Первым делом, отец прогнал всех преподавателей этого училища поголовно как заразившихся свиней. Даже садовника изгнал в шею, за поборы и попращайничества с родителей студентов. За их места набрал учителей со всех сельских, в том числе и городских школ. За время своей педагогической деятельности, отец практически знал всех учителей района – и порядочных, и подонков. Даже зная характер и философию моего отца, некоторые, чтобы попасть в вакантные места, предлагали ему большие деньги. Позже Эсмиральда признавалась, что она занимает место, которое могло стоит для Захид-муэллима в пятьдесят тысяч рублей, если бы он захотел продать эту должность! А он взял ее просто так, «за мой выпавший зуб», горько шутила она. Получилось так, что все оргмероприятия совпали с вступительными экзаменами, но отец не дрогнул. Он вовсе вошел в раж, как гроссмейстер принимал участие во всех экзаменах, беспощадно зарубая тупоголовых абитуриентов, мечтавших за взятку попасть в училище. В августе восьмидесятого года в училище было принято всего десять процентов студентов от планируемого числа.
В сентябре все республиканские газеты объявили о дополнительных экзаменах на Агдашское педагогическое училище. Республика хлынула в наш район. Отец лично выбирал лучших из лучших. Скоро о нем начали говорить везде.

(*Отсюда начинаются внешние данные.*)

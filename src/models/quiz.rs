//! 题目链路中流转的数据结构
//!
//! 每一轮迭代各产生一个 `QuizInfo`、`ExecutionResult`、`SubmissionResult`，
//! 都不会跨迭代保存。

use std::fmt;
use std::str::FromStr;

use serde::{Deserialize, Serialize};
use serde_json::Value as JsonValue;

use crate::error::ExtractionError;

/// 答案类型
#[derive(Debug, Clone, Copy, PartialEq, Eq, Hash, Default, Serialize, Deserialize)]
#[serde(rename_all = "lowercase")]
pub enum AnswerType {
    Number,
    #[default]
    String,
    Boolean,
    File,
    Json,
}

impl AnswerType {
    pub fn as_str(self) -> &'static str {
        match self {
            AnswerType::Number => "number",
            AnswerType::String => "string",
            AnswerType::Boolean => "boolean",
            AnswerType::File => "file",
            AnswerType::Json => "json",
        }
    }
}

impl FromStr for AnswerType {
    type Err = ExtractionError;

    fn from_str(s: &str) -> Result<Self, Self::Err> {
        match s.trim().to_lowercase().as_str() {
            "number" => Ok(AnswerType::Number),
            "string" => Ok(AnswerType::String),
            "boolean" => Ok(AnswerType::Boolean),
            "file" => Ok(AnswerType::File),
            "json" => Ok(AnswerType::Json),
            _ => Err(ExtractionError::UnknownAnswerType(s.to_string())),
        }
    }
}

impl fmt::Display for AnswerType {
    fn fmt(&self, f: &mut fmt::Formatter<'_>) -> fmt::Result {
        f.write_str(self.as_str())
    }
}

/// 从题目页面抽取出的结构化信息
#[derive(Debug, Clone, PartialEq, Serialize)]
pub struct QuizInfo {
    pub question: String,
    pub answer_type: AnswerType,
    pub data_sources: Vec<String>,
    pub submit_url: String,
}

/// LLM 返回的原始 JSON，字段全部可选，校验在 `QuizInfo::from_llm_json` 中完成
#[derive(Debug, Deserialize)]
struct RawQuizInfo {
    question: Option<String>,
    answer_type: Option<String>,
    #[serde(default)]
    data_sources: Option<Vec<String>>,
    submit_url: Option<String>,
}

impl QuizInfo {
    /// 解析并校验 LLM 的结构化输出
    ///
    /// - `question`、`submit_url` 必须存在且非空
    /// - `answer_type` 缺省为 `string`，出现未知取值时报错
    pub fn from_llm_json(text: &str) -> Result<Self, ExtractionError> {
        let raw: RawQuizInfo = serde_json::from_str(text)?;

        let question = raw
            .question
            .map(|q| q.trim().to_string())
            .filter(|q| !q.is_empty())
            .ok_or(ExtractionError::MissingField("question"))?;

        let submit_url = raw
            .submit_url
            .map(|u| u.trim().to_string())
            .filter(|u| !u.is_empty())
            .ok_or(ExtractionError::MissingField("submit_url"))?;

        let answer_type = match raw.answer_type {
            Some(tag) => tag.parse()?,
            None => AnswerType::default(),
        };

        Ok(Self {
            question,
            answer_type,
            data_sources: raw.data_sources.unwrap_or_default(),
            submit_url,
        })
    }
}

/// 浏览器渲染后的页面内容
#[derive(Debug, Clone, Default)]
pub struct RenderedPage {
    /// `document.body.innerText`
    pub text: String,
    /// `document.body.innerHTML`
    pub html: String,
}

/// 求解程序的执行结果
#[derive(Debug, Clone, PartialEq)]
pub struct ExecutionResult {
    /// 输出绑定 `answer` 的值，未赋值时为 `None`
    pub raw: Option<JsonValue>,
    /// 程序本身是否执行成功（走了直接问答兜底时为 false）
    pub succeeded: bool,
}

impl ExecutionResult {
    pub fn succeeded(raw: Option<JsonValue>) -> Self {
        Self {
            raw,
            succeeded: true,
        }
    }

    pub fn fallback(raw: Option<JsonValue>) -> Self {
        Self {
            raw,
            succeeded: false,
        }
    }
}

/// 提交端点的判定结果
#[derive(Debug, Clone, PartialEq, Default, Serialize, Deserialize)]
pub struct SubmissionResult {
    pub correct: bool,
    #[serde(default)]
    pub reason: Option<String>,
    #[serde(default)]
    pub url: Option<String>,
}

impl SubmissionResult {
    /// 由传输层失败合成的否定判定
    pub fn transport_failure(reason: impl Into<String>) -> Self {
        Self {
            correct: false,
            reason: Some(reason.into()),
            url: None,
        }
    }

    /// 下一题 URL，空字符串视为没有
    pub fn next_url(&self) -> Option<&str> {
        self.url.as_deref().map(str::trim).filter(|u| !u.is_empty())
    }
}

Редко бывали дни, когда к нам домой в деревню, не приезжали какие-то люди с взятками – то деньгами, то барашками, то вовсе однажды с буйволихой. Беременной. По просьбе отца этих данайцев разворачивали еще на дальних подступах к нашему дому, так что мы так и вкусили сладости запретного плода, хотя всегда жили в нужде.
Первая фаза борьбы против взяточничества для двух Ибрагимовых закончилась внезапной смертью первого секретаря. Экспертиза быстро установила, что первый был отравлен. Отец явно испугался и перенес первый инфаркт.
После выписки, он был вызван к новому первому секретарю – Алмаз Гаджиевой. Ее нельзя было называть женщиной. Во-первых, она даже не походила на мужика, чтобы сказать, что она скорее мужик, чем баба. Она как будто попала в двадцатый век из каменного века. С нее можно было срисовать самку неандертальца с неолита. Лицо у нее была волосатое, ноги кривые, а отвисшие сиски доходили до пупка. Без содрогания и отвращения нельзя было смотреть в ее сторону. Как такое животное могло оказаться в рядах КПСС, известно только Сатане. И, пожалуйста – первый секретарь. По словам отца, в темном ее кабинете сидели все новые – прокурор, начальник милиции и предрайисполкома. Не мудрустувая лукаво, Алмаз сразу взяла быка за рога : «Устанавливается такса для поступающих в училище – три тысячи рублей с каждого, с каждого, слышите ? – никаких одаренных и прочие глупости. Что касается зачетов, экзаменов, семестров – это на Ваше усмотрение. Двести поступающих в год – шестьсот вынь да положи. Дальше делайте, что хотите. С этого дня Вы в новой номенклатуре …»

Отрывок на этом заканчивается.